2. Abstract components: all components are being abstracted on the highest level
   to PipeLineComponents, this allows that upstream or downstream components can
   be decoupled and are not depending on any specific implementation. To make
   prototyping easier, we support the following components:
   (a) Sources: the data ingestion points that load the data streams into the platform.
        Support for Kafka, HTTP Post and get (with configurable timeouts), websockets
        and reading from file (with configurable timeouts).
   (b) Windows: function to window the data stream in processable chunks. Support
        for sliding and tumbling windows. Current implementation: Esper1.
   (c) Filters: allow to select and filter certain parts from the data stream through
        SPARQL-queries. Current implementation: Apache Jena2.
   (d) Abstractors: reasoning step that allows to infer implicit facts and abstract events
        to high-level concepts. Current implementations: HermiT [5] for expressive
        ontology reasoning and C-Sprite [2] for RDFS-reasoning.
   (e) CEP: Complex Event Processing (CEP) module that allows detecting temporal
        patterns. Currently through Esper.
    (f) Mappers: Mapping raw data to semantic data.
   (g) Enrichment: allows to enrich the data stream with static data.
   (h) Sinks: functions as the end-point of the data stream. Support for Kafka, HTTP,
        WebSockets, writing to file, and print sinks (to terminal or web interface).
   The benefit of these abstractions is that multiple implementations are possible. Note
   that additional components can easily be integrated. Figure 1 depicts an example
   pipeline configuration using the abstract components.
3. Monitoring: As depicted in Figure 1, each component is wrapped in a PipeLineCom-
   ponent that has its own queue for asynchronous processing of the components, and
   a monitoring layer to allow easy evaluation of the component’s metrics. The metrics
   can be accessed through an HTTP endpoint and contain the processing times, the
   number of events in the queue, and the throughput.
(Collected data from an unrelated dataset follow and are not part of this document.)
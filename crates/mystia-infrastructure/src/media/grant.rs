//! Capability grants in the media server's access-token format

use std::sync::Arc;

use chrono::Utc;
use jsonwebtoken::{Algorithm, DecodingKey, EncodingKey, Header, Validation, decode, encode};
use mystia_domain::error::{Error, Result};
use mystia_domain::ports::GrantIssuer;
use mystia_domain::value_objects::{CapabilityGrant, VideoGrant};
use serde::{Deserialize, Serialize};
use tracing::debug;

use crate::config::MediaConfig;
use crate::error_ext::ErrorContext;

/// Claims of a join grant
#[derive(Debug, Clone, PartialEq, Eq, Serialize, Deserialize)]
pub struct GrantClaims {
    /// Media server API key
    pub iss: String,
    /// Caller identity
    pub sub: String,
    /// Caller display name
    pub name: String,
    /// Not valid before (seconds since the Unix epoch)
    pub nbf: i64,
    /// Expiry (seconds since the Unix epoch)
    pub exp: i64,
    /// Token id, equal to the identity
    pub jti: String,
    /// Room permission block
    pub video: VideoGrant,
}

/// Signs join grants with the media server's API key and secret
#[derive(Clone)]
pub struct MediaGrantIssuer {
    api_key: String,
    url: String,
    ttl_secs: i64,
    encoding_key: Arc<EncodingKey>,
    decoding_key: Arc<DecodingKey>,
}

impl MediaGrantIssuer {
    /// Creates an issuer from the media configuration
    pub fn new(config: &MediaConfig) -> Result<Self> {
        if config.api_key.is_empty() || config.api_secret.is_empty() {
            return Err(Error::configuration(
                "Media server API key and secret are required",
            ));
        }
        Ok(Self {
            api_key: config.api_key.clone(),
            url: config.url.clone(),
            ttl_secs: config.grant_ttl_secs,
            encoding_key: Arc::new(EncodingKey::from_secret(config.api_secret.as_bytes())),
            decoding_key: Arc::new(DecodingKey::from_secret(config.api_secret.as_bytes())),
        })
    }

    /// Verify a grant signed by this issuer and return its claims
    pub fn verify(&self, token: &str) -> Result<GrantClaims> {
        let mut validation = Validation::new(Algorithm::HS256);
        validation.leeway = 0;
        validation.validate_nbf = true;
        validation.set_issuer(&[&self.api_key]);
        validation.set_required_spec_claims(&["exp", "nbf", "iss", "sub"]);

        decode::<GrantClaims>(token, &self.decoding_key, &validation)
            .map(|data| data.claims)
            .map_err(|e| {
                debug!(error = %e, "rejected capability grant");
                Error::authentication("invalid grant")
            })
    }
}

impl GrantIssuer for MediaGrantIssuer {
    fn issue_join_grant(
        &self,
        room: &str,
        identity: &str,
        display_name: &str,
    ) -> Result<CapabilityGrant> {
        let now = Utc::now().timestamp();
        let claims = GrantClaims {
            iss: self.api_key.clone(),
            sub: identity.to_string(),
            name: display_name.to_string(),
            nbf: now,
            exp: now + self.ttl_secs,
            jti: identity.to_string(),
            video: VideoGrant::join(room),
        };

        let token = encode(&Header::new(Algorithm::HS256), &claims, &self.encoding_key)
            .context("grant signing failed")?;

        Ok(CapabilityGrant {
            token,
            url: self.url.clone(),
            room: room.to_string(),
            identity: identity.to_string(),
            expires_at: claims.exp,
        })
    }
}

impl std::fmt::Debug for MediaGrantIssuer {
    fn fmt(&self, f: &mut std::fmt::Formatter<'_>) -> std::fmt::Result {
        f.debug_struct("MediaGrantIssuer")
            .field("api_key", &self.api_key)
            .field("url", &self.url)
            .field("ttl_secs", &self.ttl_secs)
            .finish_non_exhaustive()
    }
}
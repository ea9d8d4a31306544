//! Error extension utilities
//!
//! Converts foreign errors (bcrypt, jsonwebtoken, figment, I/O) into the
//! domain error type while keeping the original as the source.

use mystia_domain::error::{Error, Result};
use std::fmt;

/// Extension trait for adding context to errors
///
/// # Example
///
/// ```ignore
/// use mystia_infrastructure::error_ext::ErrorContext;
///
/// let hash = bcrypt::hash(password, cost).context("failed to hash password")?;
/// let raw = std::fs::read_to_string(&path)
///     .config_context(format!("failed to read {}", path.display()))?;
/// ```
pub trait ErrorContext<T> {
    /// Add context to a Result, converting the error to an internal error
    fn context<C>(self, context: C) -> Result<T>
    where
        C: fmt::Display + Send + Sync + 'static;

    /// Add context for configuration operations
    fn config_context<C>(self, context: C) -> Result<T>
    where
        C: fmt::Display + Send + Sync + 'static,
        Self: Sized;
}

impl<T, E> ErrorContext<T> for std::result::Result<T, E>
where
    E: std::error::Error + Send + Sync + 'static,
{
    fn context<C>(self, context: C) -> Result<T>
    where
        C: fmt::Display + Send + Sync + 'static,
    {
        self.map_err(|err| Error::internal_with_source(format!("{context}: {err}"), err))
    }

    fn config_context<C>(self, context: C) -> Result<T>
    where
        C: fmt::Display + Send + Sync + 'static,
        Self: Sized,
    {
        self.map_err(|err| Error::configuration_with_source(format!("{context}: {err}"), err))
    }
}
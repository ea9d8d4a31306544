//! Admin Service Use Case
//!
//! Account listing and role changes for `ADMIN` and `SUPER_ADMIN` callers.

use super::internal;
use crate::domain_services::admin::AdminServiceInterface;
use crate::policy::{Operation, authorize, ensure_role_mutable};
use async_trait::async_trait;
use mystia_domain::entities::AccountView;
use mystia_domain::error::{Error, Result};
use mystia_domain::repositories::AccountRepository;
use mystia_domain::value_objects::{Claims, Role};
use std::sync::Arc;
use tracing::info;

/// Admin service implementation
pub struct AdminServiceImpl {
    accounts: Arc<dyn AccountRepository>,
}

impl AdminServiceImpl {
    /// Create new admin service with injected dependencies
    pub fn new(accounts: Arc<dyn AccountRepository>) -> Self {
        Self { accounts }
    }
}

#[async_trait]
impl AdminServiceInterface for AdminServiceImpl {
    async fn list_users(&self, caller: &Claims) -> Result<Vec<AccountView>> {
        authorize(caller.role, Operation::ListAccounts)?;

        let accounts = self
            .accounts
            .list_accounts()
            .await
            .map_err(internal("failed to list users"))?;
        Ok(accounts.iter().map(AccountView::from).collect())
    }

    async fn set_admin_status(
        &self,
        caller: &Claims,
        user_id: &str,
        is_admin: bool,
    ) -> Result<()> {
        authorize(caller.role, Operation::ChangeAccountRole)?;

        let target = self
            .accounts
            .get_account_by_id(user_id)
            .await
            .map_err(internal("failed to fetch target user"))?
            .ok_or_else(|| Error::not_found("user not found"))?;

        ensure_role_mutable(target.role)?;

        let role = if is_admin { Role::Admin } else { Role::User };
        self.accounts
            .update_account_role(&target.id, role)
            .await
            .map_err(internal("failed to update user role"))?;

        info!(
            actor = %caller.user_id,
            target = %target.id,
            from = %target.role,
            to = %role,
            "account role changed"
        );
        Ok(())
    }
}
4. Processing Graphs: Each component has the flexibility to have multiple inputs and
   outputs, allowing the creation of a processing graph for RSP applications.
5. Graphical Interface: To simplify the creation of the processing graph, we provide
   a drag and drop web interface that allows to compose RSP workflows. Figure 2
   visualizes an example composition on the right pane. The left pane shows the
   registered query of the filter component and its monitoring details. Alternatively,
   the configuration can be loaded in JSON-LD format.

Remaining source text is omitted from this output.